What Hospitals Must Do to Comply

On Dec. 18, 2020, HHS issued instructions on how hospitals must disclose their prices, outlining two methods:

  • A machine-readable file that contains standard charges for all charges and services at the hospital, including gross charges, discounted cash prices, payer-specific negotiated charges, and de-identified minimum and maximum negotiated charges; and
  • A consumer-friendly display of at least 300 shoppable services, that can be scheduled in advance, including plain-language descriptions in a searchable format. This section must also provide gross and discounted cash prices, payer specific charges, and de-identified minimum and maximum negotiated charges.

The Legal Battle Over Transparency

AHA has vigorously fought the transparency rule almost from the moment HHS proposed the final version in November 2019, arguing that requiring disclosure of the closely guarded rates negotiated with payors violates hospitals’ First Amendment rights. AHA President Rick Pollack also warned that the rules “could seriously limit the choices available to patients in the private market and fuel anticompetitive behavior among commercial health insurers in an already highly concentrated insurance industry.”

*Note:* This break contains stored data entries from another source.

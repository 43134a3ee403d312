//! Transformation of monomials to the reference cell.
//!
//! [`transform_monomial`] resolves a [`RawMonomial`] into a [`TransformedMonomial`]: a
//! product of a scalar, a power of the Jacobian determinant, coefficient references,
//! Jacobian and inverse Jacobian entries and reference basis functions, with every summation
//! index classified as secondary, internal or external.
use std::fmt;

use eyre::Context;
use log::debug;
use rustc_hash::FxHashMap;

use crate::element::{ElementProvider, FiniteElement, Mapping};
use crate::error::TransformError;
use crate::index::{IndexArena, IndexCounters, IndexHandle, IndexRole, MonomialIndex};
use crate::monomial::{ComponentKey, FactorOrigin, Measure, MonomialForm, RawMonomial, Restriction};

mod classify;

pub use classify::{classify, classify_indices};

/// The factor `|det F'| (det F')^power`.
#[derive(Debug, Copy, Clone, Default, PartialEq, Eq)]
pub struct MonomialDeterminant {
    pub power: i32,
    pub restriction: Option<Restriction>,
}

impl fmt::Display for MonomialDeterminant {
    fn fmt(&self, f: &mut fmt::Formatter<'_>) -> fmt::Result {
        match self.power {
            0 => write!(f, "|det F'|"),
            1 => write!(f, "|det F'| (det F')"),
            p => write!(f, "|det F'| (det F')^{p}"),
        }
    }
}

/// Reference to the expansion coefficients of the coefficient function `number`, indexed by
/// `index`.
#[derive(Debug, Copy, Clone, PartialEq, Eq)]
pub struct MonomialCoefficient {
    pub index: IndexHandle,
    pub number: usize,
}

#[derive(Debug, Copy, Clone, PartialEq, Eq, Hash)]
pub enum TransformKind {
    /// `dx_i/dX_j`
    J,
    /// `dX_i/dx_j`
    JInverse,
}

/// An entry of the Jacobian or its inverse, linking two indices.
#[derive(Debug, Copy, Clone, PartialEq, Eq)]
pub struct MonomialTransform {
    pub index0: IndexHandle,
    pub index1: IndexHandle,
    pub kind: TransformKind,
    pub restriction: Option<Restriction>,
    pub offset: usize,
}

impl MonomialTransform {
    /// Creates a transform between two indices.
    ///
    /// Fixed endpoints are replaced by new fixed indices with `offset` subtracted, so that
    /// they refer to components local to the sub-element. The original records are left as
    /// they are. A fixed endpoint smaller than `offset` is an [`TransformError::InvalidOffset`].
    pub fn new(
        indices: &mut IndexArena,
        index0: IndexHandle,
        index1: IndexHandle,
        kind: TransformKind,
        restriction: Option<Restriction>,
        offset: usize,
    ) -> Result<Self, TransformError> {
        let mut localize = |handle: IndexHandle| {
            let index = &indices[handle];
            if !index.is_fixed() {
                return Ok(handle);
            }
            let component = index.range()[0];
            if component < offset {
                return Err(TransformError::InvalidOffset { component, offset });
            }
            let local = index - offset;
            Ok(indices.insert(local))
        };
        let index0 = localize(index0)?;
        let index1 = localize(index1)?;
        Ok(Self {
            index0,
            index1,
            kind,
            restriction,
            offset,
        })
    }
}

/// A reference basis function, possibly indexed by a component and differentiated.
#[derive(Debug, Clone, PartialEq, Eq)]
pub struct MonomialBasisFunction<E> {
    pub element: E,
    pub index: IndexHandle,
    pub components: Vec<IndexHandle>,
    pub derivatives: Vec<IndexHandle>,
    pub restriction: Option<Restriction>,
}

/// A monomial expressed on the reference cell.
#[derive(Debug, Clone, PartialEq)]
pub struct TransformedMonomial<E> {
    coefficient: f64,
    determinant: MonomialDeterminant,
    coefficients: Vec<MonomialCoefficient>,
    transforms: Vec<MonomialTransform>,
    basis_functions: Vec<MonomialBasisFunction<E>>,
    indices: IndexArena,
}

impl<E> TransformedMonomial<E> {
    pub fn coefficient(&self) -> f64 {
        self.coefficient
    }

    pub fn determinant(&self) -> &MonomialDeterminant {
        &self.determinant
    }

    pub fn coefficients(&self) -> &[MonomialCoefficient] {
        &self.coefficients
    }

    pub fn transforms(&self) -> &[MonomialTransform] {
        &self.transforms
    }

    pub fn basis_functions(&self) -> &[MonomialBasisFunction<E>] {
        &self.basis_functions
    }

    /// The storage of all indices referenced by the monomial.
    pub fn indices(&self) -> &IndexArena {
        &self.indices
    }

    pub fn index(&self, handle: IndexHandle) -> &MonomialIndex {
        &self.indices[handle]
    }

    fn internal_footprint(&self) -> Vec<IndexHandle> {
        internal_footprint(&self.basis_functions)
    }

    fn external_footprint(&self) -> Vec<IndexHandle> {
        external_footprint(&self.coefficients, &self.transforms)
    }

    fn filter_role(&self, handles: Vec<IndexHandle>, role: IndexRole) -> Vec<IndexHandle> {
        handles
            .into_iter()
            .filter(|&h| self.indices[h].role() == Some(role))
            .collect()
    }

    /// Occurrences of indices of the given role inside the integral, i.e. as value,
    /// component or derivative index of a basis function.
    pub fn extract_internal_indices(&self, role: IndexRole) -> Vec<IndexHandle> {
        self.filter_role(self.internal_footprint(), role)
    }

    /// Occurrences of indices of the given role outside the integral, i.e. in coefficients
    /// and transforms.
    pub fn extract_external_indices(&self, role: IndexRole) -> Vec<IndexHandle> {
        self.filter_role(self.external_footprint(), role)
    }

    /// All occurrences of indices of the given role, internal occurrences first.
    pub fn extract_indices(&self, role: IndexRole) -> Vec<IndexHandle> {
        let mut indices = self.extract_internal_indices(role);
        indices.extend(self.extract_external_indices(role));
        indices
    }

    /// The indices of the given role, unique with respect to role and id (not range), in order
    /// of first occurrence. Fixed indices are never considered equal to each other.
    pub fn extract_unique_indices(&self, role: IndexRole) -> Vec<IndexHandle> {
        let mut unique: Vec<IndexHandle> = Vec::new();
        for handle in self.extract_indices(role) {
            let index = &self.indices[handle];
            let seen = unique.iter().any(|&other| {
                other == handle
                    || (!index.is_fixed()
                        && self.indices[other].role() == index.role()
                        && self.indices[other].id() == index.id())
            });
            if !seen {
                unique.push(handle);
            }
        }
        unique
    }
}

In December 2019, the Association of American Medical Colleges, Children’s Hospital Association and Federation of American Hospitals joined AHA in a lawsuit challenging the rules and HHS’ statutory authority to require public disclosure of individually negotiated rates between commercial insurers and hospitals. The agency won the first round on June 27, when the U.S. District Court for the District of Columbia dismissed the case without a trial.

The appeal to the D.C. Circuit was the last hope of AHA and its allies. But it was not to be. The appeal judges upheld the lower court’s ruling, finding that HHS’ rule was: i. consistent with the First Amendment; ii. within the agency’s power to issue under the Affordable Care Act; and iii. did not seek to expand, nor “otherwise affect traditional or ordinary economic regulation of commercial activity.”

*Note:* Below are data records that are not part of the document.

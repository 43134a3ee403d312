//! Symbolic indices appearing in transformed monomials.
//!
//! A [`MonomialIndex`] is a role-tagged index with an ordered value range. Indices are
//! stored in an [`IndexArena`] and referred to by [`IndexHandle`], so that two occurrences
//! denote the same summation index exactly when they share a handle. In particular, two
//! fixed indices with the same value are distinct unless they share a handle.
use std::cmp::Ordering;
use std::error::Error;
use std::fmt;
use std::ops::{Add, Index, Sub};

use itertools::Itertools;
use serde::{Deserialize, Serialize};

/// The role of an index in a transformed monomial.
#[derive(Debug, Copy, Clone, PartialEq, Eq, PartialOrd, Ord, Hash, Serialize, Deserialize)]
pub enum IndexRole {
    /// A literal integer index.
    Fixed,
    /// The basis function index of an argument of the form.
    Primary,
    /// An index appearing both inside and outside of the integral.
    Secondary,
    /// An index appearing only inside the integral.
    Internal,
    /// An index appearing only outside the integral.
    External,
}

impl IndexRole {
    /// The prefix used when displaying indices of this role.
    pub fn prefix(&self) -> &'static str {
        match self {
            IndexRole::Fixed => "",
            IndexRole::Primary => "i",
            IndexRole::Secondary => "a",
            IndexRole::Internal => "g",
            IndexRole::External => "b",
        }
    }
}

impl fmt::Display for IndexRole {
    fn fmt(&self, f: &mut fmt::Formatter<'_>) -> fmt::Result {
        let name = match self {
            IndexRole::Fixed => "fixed",
            IndexRole::Primary => "primary",
            IndexRole::Secondary => "secondary",
            IndexRole::Internal => "internal",
            IndexRole::External => "external",
        };
        write!(f, "{name}")
    }
}

/// Error returned when an index cannot be evaluated with the given bindings.
#[derive(Debug, Copy, Clone, PartialEq, Eq)]
#[non_exhaustive]
pub enum BindingError {
    /// No values were bound for indices of the given role.
    MissingBinding(IndexRole),
    /// The index has not yet been assigned a role.
    Unclassified,
    /// The index id exceeds the number of values bound for its role.
    OutOfBounds { role: IndexRole, id: usize, num_bound: usize },
}

impl fmt::Display for BindingError {
    fn fmt(&self, f: &mut fmt::Formatter<'_>) -> fmt::Result {
        match self {
            Self::MissingBinding(role) => write!(f, "Missing index values for {role} indices"),
            Self::Unclassified => write!(f, "Cannot evaluate an index that has not been classified"),
            Self::OutOfBounds { role, id, num_bound } => write!(
                f,
                "No value bound for {role} index {id} ({num_bound} value(s) bound)"
            ),
        }
    }
}

impl Error for BindingError {}

/// Values bound to the non-fixed index roles, indexed by index id.
#[derive(Debug, Copy, Clone, Default, PartialEq, Eq)]
pub struct IndexBindings<'a> {
    pub primary: Option<&'a [usize]>,
    pub secondary: Option<&'a [usize]>,
    pub internal: Option<&'a [usize]>,
    pub external: Option<&'a [usize]>,
}

impl<'a> IndexBindings<'a> {
    pub fn new() -> Self {
        Self::default()
    }

    pub fn with_primary(self, values: &'a [usize]) -> Self {
        Self {
            primary: Some(values),
            ..self
        }
    }

    pub fn with_secondary(self, values: &'a [usize]) -> Self {
        Self {
            secondary: Some(values),
            ..self
        }
    }

    pub fn with_internal(self, values: &'a [usize]) -> Self {
        Self {
            internal: Some(values),
            ..self
        }
    }

    pub fn with_external(self, values: &'a [usize]) -> Self {
        Self {
            external: Some(values),
            ..self
        }
    }

    fn values(&self, role: IndexRole) -> Option<&'a [usize]> {
        match role {
            IndexRole::Fixed => None,
            IndexRole::Primary => self.primary,
            IndexRole::Secondary => self.secondary,
            IndexRole::Internal => self.internal,
            IndexRole::External => self.external,
        }
    }
}

/// A symbolic index with a role, an ordered value range and a per-role id.
///
/// An index without a role is *unclassified*: it has been allocated during monomial
/// transformation, but its summation role has not yet been determined.
#[derive(Debug, Clone, PartialEq, Eq, Hash, Serialize, Deserialize)]
pub struct MonomialIndex {
    role: Option<IndexRole>,
    range: Vec<usize>,
    id: Option<usize>,
}

impl MonomialIndex {
    /// # Panics
    ///
    /// Panics if a fixed index is not given exactly one value.
    pub fn new(role: Option<IndexRole>, range: Vec<usize>, id: Option<usize>) -> Self {
        assert!(
            role != Some(IndexRole::Fixed) || range.len() == 1,
            "A fixed index holds exactly one value, but got range {range:?}"
        );
        Self { role, range, id }
    }

    /// A fixed index with the given value.
    pub fn fixed(value: usize) -> Self {
        Self::new(Some(IndexRole::Fixed), vec![value], None)
    }

    /// A primary index, i.e. the basis function index of argument number `id`.
    pub fn primary(id: usize, range: impl IntoIterator<Item = usize>) -> Self {
        Self::new(Some(IndexRole::Primary), range.into_iter().collect(), Some(id))
    }

    /// An index whose role is still to be determined.
    pub fn unclassified(range: impl IntoIterator<Item = usize>) -> Self {
        Self::new(None, range.into_iter().collect(), None)
    }

    pub fn role(&self) -> Option<IndexRole> {
        self.role
    }

    pub fn range(&self) -> &[usize] {
        &self.range
    }

    pub fn id(&self) -> Option<usize> {
        self.id
    }

    pub fn is_fixed(&self) -> bool {
        self.role == Some(IndexRole::Fixed)
    }

    pub fn is_classified(&self) -> bool {
        self.role.is_some()
    }

    /// Assigns a role and id to the index.
    pub(crate) fn classify(&mut self, role: IndexRole, id: usize) {
        self.role = Some(role);
        self.id = Some(id);
    }

    /// Evaluates the index at the given bindings.
    ///
    /// Fixed indices evaluate to their value. Any other index looks up its id in the values
    /// bound to its role.
    pub fn evaluate(&self, bindings: &IndexBindings) -> Result<usize, BindingError> {
        let role = self.role.ok_or(BindingError::Unclassified)?;
        if role == IndexRole::Fixed {
            return Ok(self.range[0]);
        }
        let values = bindings
            .values(role)
            .ok_or(BindingError::MissingBinding(role))?;
        let id = self.id.ok_or(BindingError::Unclassified)?;
        values
            .get(id)
            .copied()
            .ok_or(BindingError::OutOfBounds {
                role,
                id,
                num_bound: values.len(),
            })
    }
}

impl Add<usize> for &MonomialIndex {
    type Output = MonomialIndex;

    fn add(self, offset: usize) -> MonomialIndex {
        MonomialIndex {
            role: self.role,
            range: self.range.iter().map(|i| i + offset).collect(),
            id: self.id,
        }
    }
}

impl Add<usize> for MonomialIndex {
    type Output = MonomialIndex;

    fn add(self, offset: usize) -> MonomialIndex {
        &self + offset
    }
}

/// Subtracts an offset from every value of the range.
///
/// # Panics
///
/// Panics if the offset exceeds the smallest value in the range.
impl Sub<usize> for &MonomialIndex {
    type Output = MonomialIndex;

    fn sub(self, offset: usize) -> MonomialIndex {
        assert!(
            self.range.iter().all(|&i| i >= offset),
            "Index offset {offset} exceeds the values of index range {:?}",
            self.range
        );
        MonomialIndex {
            role: self.role,
            range: self.range.iter().map(|&i| i - offset).collect(),
            id: self.id,
        }
    }
}

impl Sub<usize> for MonomialIndex {
    type Output = MonomialIndex;

    fn sub(self, offset: usize) -> MonomialIndex {
        &self - offset
    }
}

/// Indices are ordered by id. Ties are broken by role and range, so that the order is total.
impl Ord for MonomialIndex {
    fn cmp(&self, other: &Self) -> Ordering {
        self.id
            .cmp(&other.id)
            .then_with(|| self.role.cmp(&other.role))
            .then_with(|| self.range.cmp(&other.range))
    }
}

impl PartialOrd for MonomialIndex {
    fn partial_cmp(&self, other: &Self) -> Option<Ordering> {
        Some(self.cmp(other))
    }
}

impl fmt::Display for MonomialIndex {
    fn fmt(&self, f: &mut fmt::Formatter<'_>) -> fmt::Result {
        match (self.role, self.id) {
            (Some(IndexRole::Fixed), _) => write!(f, "{}", self.range[0]),
            (Some(role), Some(id)) => write!(f, "{}_{}", role.prefix(), id),
            _ => write!(f, "?"),
        }
    }
}

/// Handle to an index stored in an [`IndexArena`].
#[derive(Debug, Copy, Clone, PartialEq, Eq, PartialOrd, Ord, Hash, Serialize, Deserialize)]
pub struct IndexHandle(usize);

impl IndexHandle {
    pub fn arena_index(&self) -> usize {
        self.0
    }
}

/// Storage for the indices of a single transformation.
#[derive(Debug, Clone, Default, PartialEq, Eq, Serialize, Deserialize)]
pub struct IndexArena {
    indices: Vec<MonomialIndex>,
}

impl IndexArena {
    pub fn new() -> Self {
        Self::default()
    }

    pub fn insert(&mut self, index: MonomialIndex) -> IndexHandle {
        self.indices.push(index);
        IndexHandle(self.indices.len() - 1)
    }

    pub fn get(&self, handle: IndexHandle) -> Option<&MonomialIndex> {
        self.indices.get(handle.0)
    }

    pub(crate) fn get_mut(&mut self, handle: IndexHandle) -> &mut MonomialIndex {
        &mut self.indices[handle.0]
    }

    pub fn len(&self) -> usize {
        self.indices.len()
    }

    pub fn is_empty(&self) -> bool {
        self.indices.is_empty()
    }

    pub fn iter(&self) -> impl Iterator<Item = (IndexHandle, &MonomialIndex)> {
        self.indices
            .iter()
            .enumerate()
            .map(|(i, index)| (IndexHandle(i), index))
    }

    /// Formats a list of handles as a comma-separated list of indices.
    pub fn format_list(&self, handles: &[IndexHandle]) -> String {
        handles.iter().map(|&h| &self[h]).join(", ")
    }
}

impl Index<IndexHandle> for IndexArena {
    type Output = MonomialIndex;

    fn index(&self, handle: IndexHandle) -> &MonomialIndex {
        &self.indices[handle.0]
    }
}

/// Counters for the ids of the summation index roles.
///
/// A fresh set of counters must be used for every independent transformation.
#[derive(Debug, Copy, Clone, Default, PartialEq, Eq)]
pub struct IndexCounters {
    secondary: usize,
    internal: usize,
    external: usize,
}

impl IndexCounters {
    pub fn new() -> Self {
        Self::default()
    }

    /// Returns the next id for the given role and advances the counter.
    ///
    /// # Panics
    ///
    /// Panics if the role is not a summation role, since fixed and primary indices are
    /// never numbered from a counter.
    pub fn next(&mut self, role: IndexRole) -> usize {
        let counter = match role {
            IndexRole::Secondary => &mut self.secondary,
            IndexRole::Internal => &mut self.internal,
            IndexRole::External => &mut self.external,
            IndexRole::Fixed | IndexRole::Primary => {
                panic!("{role} indices are not numbered by counters")
            }
        };
        *counter += 1;
        *counter - 1
    }

    /// The number of ids handed out for the given role.
    pub fn count(&self, role: IndexRole) -> usize {
        match role {
            IndexRole::Secondary => self.secondary,
            IndexRole::Internal => self.internal,
            IndexRole::External => self.external,
            IndexRole::Fixed | IndexRole::Primary => 0,
        }
    }
}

AHA had also argued that hospitals use different payment methodologies and store information across different systems, making it difficult to put into a single, comprehensive list. But the court noted that the rule’s effective date had already been delayed by one year, that it only applies to base rates, and that HHS increased the burden estimate tenfold. They wrote that the newer, 150-hours-per-hospital estimate in the rule’s first year is similar to one provided by the Healthcare Financial Management Association, a trade group for healthcare finance leaders, which filed an amicus brief in support of the AHA.

Finally, the judges also rejected the AHA’s argument that the price transparency rule will mislead consumers, agreeing with HHS’ contention that that it’s actually the current system (i.e., pre-transparency rules in effect before Jan. 1, 2021) rule that’s misleading.

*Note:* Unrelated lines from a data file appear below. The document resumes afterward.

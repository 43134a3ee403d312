use std::fmt::Debug;

use crate::error::CodegenError;
use crate::ir::{ModifiedTerminal, Operator, Partition, TableRange};

/// Declaration of an array, optionally initialized with values in row-major order.
#[derive(Debug, Clone, PartialEq)]
pub struct ArrayDecl {
    pub name: String,
    pub sizes: Vec<usize>,
    pub values: Option<Vec<f64>>,
    /// Whether the array is a read-only table with static storage.
    pub constant: bool,
    pub alignas: Option<usize>,
}

impl ArrayDecl {
    /// A mutable, uninitialized array.
    pub fn new(name: impl Into<String>, sizes: Vec<usize>) -> Self {
        Self {
            name: name.into(),
            sizes,
            values: None,
            constant: false,
            alignas: None,
        }
    }

    /// A read-only table with the given values.
    pub fn table(name: impl Into<String>, sizes: Vec<usize>, values: Vec<f64>) -> Self {
        Self {
            values: Some(values),
            constant: true,
            ..Self::new(name, sizes)
        }
    }

    pub fn with_alignas(self, alignas: Option<usize>) -> Self {
        Self { alignas, ..self }
    }

    /// The total number of entries.
    pub fn len(&self) -> usize {
        self.sizes.iter().product()
    }

    pub fn is_empty(&self) -> bool {
        self.len() == 0
    }
}

/// Emission primitives of a target language.
pub trait Language {
    type Expr: Clone + Debug;
    type Stmt: Debug;

    fn symbol(&self, name: &str) -> Self::Expr;
    fn literal_float(&self, value: f64) -> Self::Expr;
    fn literal_int(&self, value: i64) -> Self::Expr;
    fn array_access(&self, array: Self::Expr, indices: Vec<Self::Expr>) -> Self::Expr;
    fn product(&self, factors: Vec<Self::Expr>) -> Self::Expr;
    fn sum(&self, terms: Vec<Self::Expr>) -> Self::Expr;

    fn array_decl(&self, decl: ArrayDecl) -> Self::Stmt;
    fn assign(&self, target: Self::Expr, value: Self::Expr) -> Self::Stmt;
    fn assign_add(&self, target: Self::Expr, value: Self::Expr) -> Self::Stmt;
    /// Sets the first `size` entries of an array to zero.
    fn zero_fill(&self, array: Self::Expr, size: usize) -> Self::Stmt;
    /// A loop with `index` running over `begin..end`.
    fn for_range(&self, index: Self::Expr, begin: usize, end: usize, body: Vec<Self::Stmt>) -> Self::Stmt;
    fn scope(&self, body: Vec<Self::Stmt>) -> Self::Stmt;
    fn comment(&self, text: &str) -> Self::Stmt;
    fn statement_list(&self, statements: Vec<Self::Stmt>) -> Self::Stmt;

    /// Renders a statement as source code.
    fn format_statement(&self, statement: &Self::Stmt) -> String;

    /// The row-major flat index of `indices` into an array of the given shape.
    fn flattened_indices(&self, indices: &[Self::Expr], shape: &[usize]) -> Self::Expr {
        assert_eq!(indices.len(), shape.len(), "Index rank must match shape rank");
        match indices.split_last() {
            None => self.literal_int(0),
            Some((last, rest)) => {
                let mut flat = last.clone();
                let mut stride = shape[shape.len() - 1];
                for (index, &dim) in rest.iter().zip(shape).rev() {
                    let scaled = if stride == 1 {
                        index.clone()
                    } else {
                        self.product(vec![self.literal_int(stride as i64), index.clone()])
                    };
                    flat = self.sum(vec![scaled, flat]);
                    stride *= dim;
                }
                flat
            }
        }
    }

    /// Prefixes a non-empty list of statements with comments. An empty list stays empty.
    fn commented(&self, comments: &[&str], statements: Vec<Self::Stmt>) -> Vec<Self::Stmt> {
        if statements.is_empty() {
            return statements;
        }
        comments
            .iter()
            .map(|text| self.comment(text))
            .chain(statements)
            .collect()
    }
}

/// A target language together with the conventions of the generated kernel.
pub trait Backend: Language {
    /// Name of the backend, used in error messages.
    fn name(&self) -> &'static str;

    /// The element tensor written by the kernel.
    fn element_tensor(&self) -> Self::Expr {
        self.symbol("A")
    }

    fn weights_array_name(&self, num_points: usize) -> String {
        format!("weights{num_points}")
    }

    fn points_array_name(&self, num_points: usize) -> String {
        format!("points{num_points}")
    }

    /// The quadrature loop counter. With a single point there is no loop, and the counter is
    /// the literal zero.
    fn quadrature_loop_index(&self, num_points: usize) -> Self::Expr {
        if num_points == 1 {
            self.literal_int(0)
        } else {
            self.symbol("iq")
        }
    }

    /// The loop counter over the dofs of the given tensor axis.
    fn argument_loop_index(&self, axis: usize) -> Self::Expr {
        self.symbol(&format!("ia{axis}"))
    }

    /// The array holding the intermediate values of a partition.
    fn intermediate_array_name(&self, partition: Partition, num_points: usize) -> String {
        let prefix = match partition {
            Partition::Piecewise => "sp",
            Partition::Varying => "sv",
        };
        format!("{prefix}{num_points}")
    }

    /// Translates the application of an operator to already translated operands.
    fn translate_operator(&self, op: Operator, operands: Vec<Self::Expr>) -> Result<Self::Expr, CodegenError>;

    /// The expression reading the value of a modified terminal.
    fn terminal_access(
        &self,
        terminal: &ModifiedTerminal,
        table: Option<&TableRange>,
        num_points: usize,
    ) -> Result<Self::Expr, CodegenError>;

    /// Statements that must run before `access` can be read.
    fn terminal_definitions(
        &self,
        terminal: &ModifiedTerminal,
        table: Option<&TableRange>,
        num_points: usize,
        access: &Self::Expr,
    ) -> Result<Vec<Self::Stmt>, CodegenError>;
}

The stakes are high. CMS declared its intention to enforcing the new rules aggressively via response to complaints and proactive monitoring and auditing. Hospitals that don’t comply face the risk civil monetary penalties of up to $300 a day and more than $100,000 per year. However, on Dec. 21, the AHA a letter calling on the incoming Biden-Harris administration to “exercise enforcement discretion” with regard to the new rule. Given the popularity of the concept of empowering consumers to make informed decisions about their own health care, judicious and restrained enforcement rather than repeal may turn out to be a workable solution.